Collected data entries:
§ §
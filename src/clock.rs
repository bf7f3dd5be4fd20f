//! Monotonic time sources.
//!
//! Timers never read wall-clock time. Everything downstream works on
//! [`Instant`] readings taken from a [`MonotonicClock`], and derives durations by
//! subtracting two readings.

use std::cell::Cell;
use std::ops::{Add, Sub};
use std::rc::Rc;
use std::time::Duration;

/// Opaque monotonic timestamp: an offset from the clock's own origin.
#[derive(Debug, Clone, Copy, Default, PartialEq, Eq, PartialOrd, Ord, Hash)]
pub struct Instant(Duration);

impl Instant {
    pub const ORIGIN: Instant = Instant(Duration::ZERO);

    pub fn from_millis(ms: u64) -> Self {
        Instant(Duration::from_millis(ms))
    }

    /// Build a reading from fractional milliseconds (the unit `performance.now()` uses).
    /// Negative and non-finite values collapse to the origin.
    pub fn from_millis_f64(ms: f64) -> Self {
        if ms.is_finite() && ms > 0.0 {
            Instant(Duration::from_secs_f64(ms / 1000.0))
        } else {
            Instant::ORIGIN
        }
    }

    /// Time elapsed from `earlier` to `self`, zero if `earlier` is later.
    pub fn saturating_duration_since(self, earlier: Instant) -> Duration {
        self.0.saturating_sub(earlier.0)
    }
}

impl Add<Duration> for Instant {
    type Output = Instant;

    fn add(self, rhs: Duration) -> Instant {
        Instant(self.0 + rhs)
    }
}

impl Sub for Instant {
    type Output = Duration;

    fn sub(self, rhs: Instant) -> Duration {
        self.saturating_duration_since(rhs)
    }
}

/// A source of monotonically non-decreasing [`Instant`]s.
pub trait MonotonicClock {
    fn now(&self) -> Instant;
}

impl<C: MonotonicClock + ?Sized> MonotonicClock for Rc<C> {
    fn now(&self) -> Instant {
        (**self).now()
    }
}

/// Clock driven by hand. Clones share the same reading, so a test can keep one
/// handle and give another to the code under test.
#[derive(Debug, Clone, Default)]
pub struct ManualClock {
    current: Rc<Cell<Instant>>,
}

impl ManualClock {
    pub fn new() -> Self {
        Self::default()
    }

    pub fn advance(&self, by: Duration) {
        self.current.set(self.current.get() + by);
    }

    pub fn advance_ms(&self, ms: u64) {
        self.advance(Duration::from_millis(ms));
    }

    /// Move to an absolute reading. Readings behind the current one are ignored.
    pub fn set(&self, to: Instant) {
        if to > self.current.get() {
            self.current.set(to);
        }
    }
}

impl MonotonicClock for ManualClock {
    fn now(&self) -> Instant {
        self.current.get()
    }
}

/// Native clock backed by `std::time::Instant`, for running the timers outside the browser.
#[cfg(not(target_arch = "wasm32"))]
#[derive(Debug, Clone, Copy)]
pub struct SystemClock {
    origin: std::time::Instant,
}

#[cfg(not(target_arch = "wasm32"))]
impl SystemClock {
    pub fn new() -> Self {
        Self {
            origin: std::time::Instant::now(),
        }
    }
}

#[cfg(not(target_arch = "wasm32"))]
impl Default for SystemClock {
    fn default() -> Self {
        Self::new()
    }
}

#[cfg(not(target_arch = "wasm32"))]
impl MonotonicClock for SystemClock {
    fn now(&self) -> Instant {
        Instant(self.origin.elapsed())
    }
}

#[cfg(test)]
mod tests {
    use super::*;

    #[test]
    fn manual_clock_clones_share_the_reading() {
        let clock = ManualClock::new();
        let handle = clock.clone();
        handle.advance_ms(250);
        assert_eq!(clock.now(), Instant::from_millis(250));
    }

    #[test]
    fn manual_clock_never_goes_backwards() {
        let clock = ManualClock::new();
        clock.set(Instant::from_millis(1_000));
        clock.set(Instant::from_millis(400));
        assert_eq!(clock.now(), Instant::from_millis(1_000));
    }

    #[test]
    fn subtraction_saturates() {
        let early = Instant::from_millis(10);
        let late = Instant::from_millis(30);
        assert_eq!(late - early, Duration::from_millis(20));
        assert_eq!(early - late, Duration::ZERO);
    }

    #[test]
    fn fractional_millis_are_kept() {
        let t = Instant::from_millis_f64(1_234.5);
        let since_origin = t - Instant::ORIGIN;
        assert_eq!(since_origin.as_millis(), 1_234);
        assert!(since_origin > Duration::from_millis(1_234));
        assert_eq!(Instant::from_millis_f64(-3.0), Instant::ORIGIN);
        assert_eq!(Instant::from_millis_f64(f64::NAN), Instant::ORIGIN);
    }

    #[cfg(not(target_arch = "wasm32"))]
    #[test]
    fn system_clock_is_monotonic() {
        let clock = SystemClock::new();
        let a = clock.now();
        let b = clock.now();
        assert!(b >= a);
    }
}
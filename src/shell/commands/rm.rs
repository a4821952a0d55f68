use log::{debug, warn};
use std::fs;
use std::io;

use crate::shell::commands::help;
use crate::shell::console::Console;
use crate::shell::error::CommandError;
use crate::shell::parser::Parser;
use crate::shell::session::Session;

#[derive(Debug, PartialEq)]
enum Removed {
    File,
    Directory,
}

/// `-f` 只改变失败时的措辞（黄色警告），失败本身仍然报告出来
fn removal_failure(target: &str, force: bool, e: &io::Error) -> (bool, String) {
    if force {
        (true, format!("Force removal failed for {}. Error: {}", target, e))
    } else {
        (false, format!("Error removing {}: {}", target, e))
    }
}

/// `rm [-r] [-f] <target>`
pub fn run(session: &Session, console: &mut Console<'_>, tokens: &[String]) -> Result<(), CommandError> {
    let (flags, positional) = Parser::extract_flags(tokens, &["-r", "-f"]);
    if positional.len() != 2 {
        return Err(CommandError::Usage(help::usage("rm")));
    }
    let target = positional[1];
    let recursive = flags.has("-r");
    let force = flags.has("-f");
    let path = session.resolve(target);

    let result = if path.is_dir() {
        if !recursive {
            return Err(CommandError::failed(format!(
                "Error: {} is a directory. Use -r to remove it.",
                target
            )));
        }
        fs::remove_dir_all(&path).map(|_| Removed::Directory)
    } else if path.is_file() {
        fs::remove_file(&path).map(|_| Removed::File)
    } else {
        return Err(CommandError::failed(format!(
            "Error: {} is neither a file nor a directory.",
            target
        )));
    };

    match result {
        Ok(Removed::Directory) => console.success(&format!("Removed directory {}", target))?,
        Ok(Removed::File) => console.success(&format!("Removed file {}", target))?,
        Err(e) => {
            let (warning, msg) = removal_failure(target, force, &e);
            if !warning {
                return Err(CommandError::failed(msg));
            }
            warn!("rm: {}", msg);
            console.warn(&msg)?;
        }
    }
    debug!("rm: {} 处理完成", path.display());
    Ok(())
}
§ §
### TASK DIRECTIONS
Return all of the entries exactly as written.

### OUTPUT OF THE EXERCISE
filename src/clock.rs
repository bf7f3dd5be4fd20f
//! Monotonic time sources.
//!
//! Timers never read wall-clock time. Everything downstream works on
//! [`Instant`] readings taken from a [`MonotonicClock`], and derives durations by
//! subtracting two readings.

use std::cell::Cell;
use std::ops::{Add, Sub};
use std::rc::Rc;
use std::time::Duration;

/// Opaque monotonic timestamp: an offset from the clock's own origin.
#[derive(Debug, Clone, Copy, Default, PartialEq, Eq, PartialOrd, Ord, Hash)]
pub struct Instant(Duration);

impl Instant {
    pub const ORIGIN: Instant = Instant(Duration::ZERO);

    pub fn from_millis(ms: u64) -> Self {
        Instant(Duration::from_millis(ms))
    }

    /// Build a reading from fractional milliseconds (the unit `performance.now()` uses).
    /// Negative and non-finite values collapse to the origin.
    pub fn from_millis_f64(ms: f64) -> Self {
        if ms.is_finite() && ms > 0.0 {
            Instant(Duration::from_secs_f64(ms / 1000.0))
        } else {
            Instant::ORIGIN
        }
    }

    /// Time elapsed from `earlier` to `self`, zero if `earlier` is later.
    pub fn saturating_duration_since(self, earlier: Instant) -> Duration {
        self.0.saturating_sub(earlier.0)
    }
}

impl Add<Duration> for Instant {
    type Output = Instant;

    fn add(self, rhs: Duration) -> Instant {
        Instant(self.0 + rhs)
    }
}

impl Sub for Instant {
    type Output = Duration;

    fn sub(self, rhs: Instant) -> Duration {
        self.saturating_duration_since(rhs)
    }
}

/// A source of monotonically non-decreasing [`Instant`]s.
pub trait MonotonicClock {
    fn now(&self) -> Instant;
}

impl<C: MonotonicClock + ?Sized> MonotonicClock for Rc<C> {
    fn now(&self) -> Instant {
        (**self).now()
    }
}

/// Clock driven by hand. Clones share the same reading, so a test can keep one
/// handle and give another to the code under test.
#[derive(Debug, Clone, Default)]
pub struct ManualClock {
    current: Rc<Cell<Instant>>,
}

impl ManualClock {
    pub fn new() -> Self {
        Self::default()
    }

    pub fn advance(&self, by: Duration) {
        self.current.set(self.current.get() + by);
    }

    pub fn advance_ms(&self, ms: u64) {
        self.advance(Duration::from_millis(ms));
    }

    /// Move to an absolute reading. Readings behind the current one are ignored.
    pub fn set(&self, to: Instant) {
        if to > self.current.get() {
            self.current.set(to);
        }
    }
}

impl MonotonicClock for ManualClock {
    fn now(&self) -> Instant {
        self.current.get()
    }
}

/// Native clock backed by `std::time::Instant`, for running the timers outside the browser.
#[cfg(not(target_arch = "wasm32"))]
#[derive(Debug, Clone, Copy)]
pub struct SystemClock {
    origin: std::time::Instant,
}

#[cfg(not(target_arch = "wasm32"))]
impl SystemClock {
    pub fn new() -> Self {
        Self {
            origin: std::time::Instant::now(),
        }
    }
}

#[cfg(not(target_arch = "wasm32"))]
impl Default for SystemClock {
    fn default() -> Self {
        Self::new()
    }
}

#[cfg(not(target_arch = "wasm32"))]
impl MonotonicClock for SystemClock {
    fn now(&self) -> Instant {
        Instant(self.origin.elapsed())
    }
}

#[cfg(test)]
mod tests {
    use super::*;

    #[test]
    fn manual_clock_clones_share_the_reading() {
        let clock = ManualClock::new();
        let handle = clock.clone();
        handle.advance_ms(250);
        assert_eq!(clock.now(), Instant::from_millis(250));
    }

    #[test]
    fn manual_clock_never_goes_backwards() {
        let clock = ManualClock::new();
        clock.set(Instant::from_millis(1_000));
        clock.set(Instant::from_millis(400));
        assert_eq!(clock.now(), Instant::from_millis(1_000));
    }

    #[test]
    fn subtraction_saturates() {
        let early = Instant::from_millis(10);
        let late = Instant::from_millis(30);
        assert_eq!(late - early, Duration::from_millis(20));
        assert_eq!(early - late, Duration::ZERO);
    }

    #[test]
    fn fractional_millis_are_kept() {
        let t = Instant::from_millis_f64(1_234.5);
        let since_origin = t - Instant::ORIGIN;
        assert_eq!(since_origin.as_millis(), 1_234);
        assert!(since_origin > Duration::from_millis(1_234));
        assert_eq!(Instant::from_millis_f64(-3.0), Instant::ORIGIN);
        assert_eq!(Instant::from_millis_f64(f64::NAN), Instant::ORIGIN);
    }

    #[cfg(not(target_arch = "wasm32"))]
    #[test]
    fn system_clock_is_monotonic() {
        let clock = SystemClock::new();
        let a = clock.now();
        let b = clock.now();
        assert!(b >= a);
    }
}
filename src/shell/commands/rm.rs
repository a4821952a0d55f68
use log::{debug, warn};
use std::fs;
use std::io;

use crate::shell::commands::help;
use crate::shell::console::Console;
use crate::shell::error::CommandError;
use crate::shell::parser::Parser;
use crate::shell::session::Session;

#[derive(Debug, PartialEq)]
enum Removed {
    File,
    Directory,
}

/// `-f` 只改变失败时的措辞（黄色警告），失败本身仍然报告出来
fn removal_failure(target: &str, force: bool, e: &io::Error) -> (bool, String) {
    if force {
        (true, format!("Force removal failed for {}. Error: {}", target, e))
    } else {
        (false, format!("Error removing {}: {}", target, e))
    }
}

/// `rm [-r] [-f] <target>`
pub fn run(session: &Session, console: &mut Console<'_>, tokens: &[String]) -> Result<(), CommandError> {
    let (flags, positional) = Parser::extract_flags(tokens, &["-r", "-f"]);
    if positional.len() != 2 {
        return Err(CommandError::Usage(help::usage("rm")));
    }
    let target = positional[1];
    let recursive = flags.has("-r");
    let force = flags.has("-f");
    let path = session.resolve(target);

    let result = if path.is_dir() {
        if !recursive {
            return Err(CommandError::failed(format!(
                "Error: {} is a directory. Use -r to remove it.",
                target
            )));
        }
        fs::remove_dir_all(&path).map(|_| Removed::Directory)
    } else if path.is_file() {
        fs::remove_file(&path).map(|_| Removed::File)
    } else {
        return Err(CommandError::failed(format!(
            "Error: {} is neither a file nor a directory.",
            target
        )));
    };

    match result {
        Ok(Removed::Directory) => console.success(&format!("Removed directory {}", target))?,
        Ok(Removed::File) => console.success(&format!("Removed file {}", target))?,
        Err(e) => {
            let (warning, msg) = removal_failure(target, force, &e);
            if !warning {
                return Err(CommandError::failed(msg));
            }
            warn!("rm: {}", msg);
            console.warn(&msg)?;
        }
    }
    debug!("rm: {} 处理完成", path.display());
    Ok(())
}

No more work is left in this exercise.